Both versions have two gamma ray detectors. In the RST-A tool, both detectors are on the tool axis, separated by neutron and gamma ray shielding. In the RST-B tool, the detectors are offset from the tool axis and shielded to enhance the near detector's borehole sensitivity and the far detector's formation sensitivity. This allows the formation oil saturation and borehole oil holdup to be derived from the same RST-B C/O measurement. 

Locating Bypassed Oil

In early 1992, ARCO drilled and perforated a sidetrack well in area of Prudhoe Bay undergoing waterflooding. Less than six months later, production was 90% water with less than 200 BOPD, as expected. The original perforations extended from X415 to X440 ft. C/O logging measurements were made in the shut-in well with three different tools - the RST tool and two sondes from other service companies.

The RST results confirmed depletion over the perforated interval (Tracks 2 and 3). Effects of the miscible gas flood sweep are apparent throughout the reservoir. The total inelastic count rate ratio of the near and far detectors indicates qualitatively the presenc of gas in the reservoir. In addition, differences between the openhole fluid analysis and the RST fluid analysis were assumed to be gas.
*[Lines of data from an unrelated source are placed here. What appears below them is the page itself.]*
//! Jittered command dispatch.
//!
//! A scene that switches several accessories at once would otherwise fire a
//! burst of requests at the cloud API.  [`CommandDispatcher`] waits a delay
//! drawn from a [`DelayPolicy`] before each call, spreading the burst out.
//! The wait happens on the calling task; nothing is locked while it sleeps.

use std::sync::Arc;
use std::time::Duration;

use rand::Rng;
use remobridge_types::{BridgeError, SettingsDelta};
use tracing::{debug, error};

use crate::api::RemoteApi;

/// Supplies the delay to wait before each outgoing command.
pub trait DelayPolicy: Send + Sync {
    fn next_delay(&self) -> Duration;
}

/// Uniform random delay in `[0, max)`.
#[derive(Debug, Clone, Copy)]
pub struct UniformJitter {
    max: Duration,
}

impl UniformJitter {
    pub const DEFAULT_MAX: Duration = Duration::from_secs(5);

    pub fn new(max: Duration) -> Self {
        Self { max }
    }
}

impl Default for UniformJitter {
    fn default() -> Self {
        Self::new(Self::DEFAULT_MAX)
    }
}

impl DelayPolicy for UniformJitter {
    fn next_delay(&self) -> Duration {
        let max_ms = self.max.as_millis() as u64;
        if max_ms == 0 {
            return Duration::ZERO;
        }
        Duration::from_millis(rand::thread_rng().gen_range(0..max_ms))
    }
}

/// Sends immediately.
#[derive(Debug, Default, Clone, Copy)]
pub struct NoDelay;

impl DelayPolicy for NoDelay {
    fn next_delay(&self) -> Duration {
        Duration::ZERO
    }
}

/// Sends settings updates and infrared signals through a [`RemoteApi`].
///
/// Failures are returned to the caller as [`BridgeError::Remote`] and are not
/// retried.
pub struct CommandDispatcher {
    api: Arc<dyn RemoteApi>,
    delay: Arc<dyn DelayPolicy>,
}

impl CommandDispatcher {
    /// Dispatcher using [`UniformJitter`] with its default bound.
    pub fn new(api: Arc<dyn RemoteApi>) -> Self {
        Self {
            api,
            delay: Arc::new(UniformJitter::default()),
        }
    }

    pub fn with_delay_policy(mut self, delay: Arc<dyn DelayPolicy>) -> Self {
        self.delay = delay;
        self
    }

    async fn wait(&self) {
        let delay = self.delay.next_delay();
        if !delay.is_zero() {
            debug!(delay_ms = delay.as_millis() as u64, "delaying remote command");
            tokio::time::sleep(delay).await;
        }
    }

    /// Apply a partial settings change to one air conditioner.
    pub async fn send_appliance_command(
        &self,
        appliance_id: &str,
        delta: &SettingsDelta,
    ) -> Result<(), BridgeError> {
        self.wait().await;
        debug!(appliance_id, ?delta, "sending settings update");
        self.api
            .update_aircon_settings(appliance_id, delta)
            .await
            .map_err(|err| {
                error!(appliance_id, error = %err, "settings update failed");
                BridgeError::from(err)
            })
    }

    /// Replay one stored infrared signal.
    pub async fn send_signal(&self, signal_id: &str) -> Result<(), BridgeError> {
        self.wait().await;
        debug!(signal_id, "sending signal");
        self.api.send_signal(signal_id).await.map_err(|err| {
            error!(signal_id, error = %err, "signal send failed");
            BridgeError::from(err)
        })
    }
}
#[cfg(test)]
mod tests {
    use super::*;

    const DEVICE_JSON: &str = r#"{
        "name": "Living Remo",
        "id": "dev-1",
        "serial_number": "1W3200",
        "firmware_version": "Remo/1.0.62",
        "newest_events": {
            "te": {"val": 21.5, "created_at": "2024-01-01T10:00:00Z"},
            "mo": {"val": 1, "created_at": "2024-01-01T09:59:00Z"}
        }
    }"#;

    const AIRCON_JSON: &str = r#"{
        "id": "ac-1",
        "nickname": "Bedroom AC",
        "type": "AC",
        "image": "ico_ac_1",
        "device": {"id": "dev-1", "name": "Living Remo"},
        "model": {"manufacturer": "daikin", "remote_name": "arc123"},
        "settings": {"temp": "26", "mode": "cool", "button": ""},
        "aircon": {"range": {"modes": {
            "cool": {"temp": ["24", "25", "26"]},
            "blow": {"temp": [""]}
        }}}
    }"#;

    #[test]
    fn device_deserializes_sensor_map() {
        let device: RemoteDevice = serde_json::from_str(DEVICE_JSON).unwrap();
        assert_eq!(device.name, "Living Remo");
        let te = device.reading(SensorKind::Temperature).unwrap();
        assert!((te.value - 21.5).abs() < f64::EPSILON);
        assert!(device.reading(SensorKind::Movement).is_some());
        assert!(device.reading(SensorKind::Humidity).is_none());
    }

    #[test]
    fn aircon_deserializes_modes_and_settings() {
        let ac: RemoteAppliance = serde_json::from_str(AIRCON_JSON).unwrap();
        assert_eq!(ac.kind(), ApplianceKind::AirConditioner);
        assert!(ac.supports(OperationMode::Cool));
        assert!(!ac.supports(OperationMode::Warm));
        let settings = ac.settings.unwrap();
        assert_eq!(settings.operation_mode, OperationMode::Cool);
        assert!(!settings.is_powered_off());
    }

    #[test]
    fn unknown_and_empty_modes_fall_back_to_unknown() {
        let settings: AirConSettings =
            serde_json::from_str(r#"{"temp": "", "mode": "", "button": "power-off"}"#).unwrap();
        assert_eq!(settings.operation_mode, OperationMode::Unknown);
        assert!(settings.is_powered_off());

        let settings: AirConSettings = serde_json::from_str(r#"{"mode": "turbo"}"#).unwrap();
        assert_eq!(settings.operation_mode, OperationMode::Unknown);
    }

    #[test]
    fn ir_fan_is_classified_by_icon() {
        let fan = RemoteAppliance {
            id: "fan-1".into(),
            nickname: "Fan".into(),
            appliance_type: "IR".into(),
            image: "ico_fan".into(),
            device: DeviceCore::default(),
            model: None,
            settings: None,
            aircon: None,
            signals: vec![],
        };
        assert_eq!(fan.kind(), ApplianceKind::InfraredFan);

        let tv = RemoteAppliance {
            image: "ico_tv".into(),
            ..fan
        };
        assert_eq!(tv.kind(), ApplianceKind::Other);
    }

    #[test]
    fn settings_delta_skips_unset_fields() {
        let json = serde_json::to_string(&SettingsDelta::button(BUTTON_POWER_OFF)).unwrap();
        assert_eq!(json, r#"{"button":"power-off"}"#);
        let json = serde_json::to_string(&SettingsDelta::mode(OperationMode::Warm)).unwrap();
        assert_eq!(json, r#"{"operation_mode":"warm"}"#);
    }

    #[test]
    fn value_views() {
        let v: Value = serde_json::from_str("66").unwrap();
        assert_eq!(v, Value::Int(66));
        assert_eq!(v.as_f64(), Some(66.0));

        let v: Value = serde_json::from_str("26.5").unwrap();
        assert_eq!(v.as_i64(), None);
        assert_eq!(Value::Float(2.0).as_i64(), Some(2));

        assert_eq!(Value::Int(0).as_bool(), Some(false));
        assert_eq!(Value::Bool(true).as_bool(), Some(true));
        assert_eq!(Value::Int(7).as_bool(), None);
    }

    #[test]
    fn state_codes_roundtrip() {
        for state in [
            TargetHeaterCoolerState::Auto,
            TargetHeaterCoolerState::Heat,
            TargetHeaterCoolerState::Cool,
            TargetHeaterCoolerState::Off,
        ] {
            assert_eq!(TargetHeaterCoolerState::from_code(state.code()), Some(state));
        }
        assert_eq!(CurrentHeaterCoolerState::from_code(9), None);
        assert_eq!(
            RotationDirection::from_code(1),
            Some(RotationDirection::CounterClockwise)
        );
    }

    #[test]
    fn bridge_error_display() {
        let err = BridgeError::Mapping {
            appliance: "Fan".to_string(),
            details: "no speed signal".to_string(),
        };
        assert!(err.to_string().contains("Fan"));
        assert!(BridgeError::NotFound("dev".into()).to_string().contains("Not Found"));
    }
}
One potential bypassed zone, A, was identified from X280 to X290 ft. A second zone, B, based on the openhole logs and a C/O log from another service company, was proposed from X220 to X230 ft. The RST log shows zone B to contain more gas and water than zone A.

After assessing the openhole logs and the three C/O logs, ARCo decided to perforate zone B. The initial production was 1000 BOPD with a 75% water cut. Production declined to 200 BOPD with more than 95% water cut in a matter of weeks. The decline prompted ARCO to perforate zone A, commingling production from earlier perforations. Production increased to an average of 600 BOPD and the water cut decreased to 90%. Subsequent production logs confirm that zone A is producing oil and gas and zone B is producing all of the water with some oil.

Modes of Operation

Flexibility is a key advantage of the RST tool. It operates in three modes that can be changed in real time while logging:

  • inelasitc-capture mode
  • capture-sigma mode
  • sigma mode

Inelastic-capture mode: The inelastic-capture mode offers C/O measurements for determining saturations when the formation water salinity is unknown, varying or too low for TDT logging. In addition to C/O logging , thermal neutron capture gamma-ray spectra are recorded after the neutron burst. Elemental yields from these spectra provide lithology, porosity and apparent water salinity information.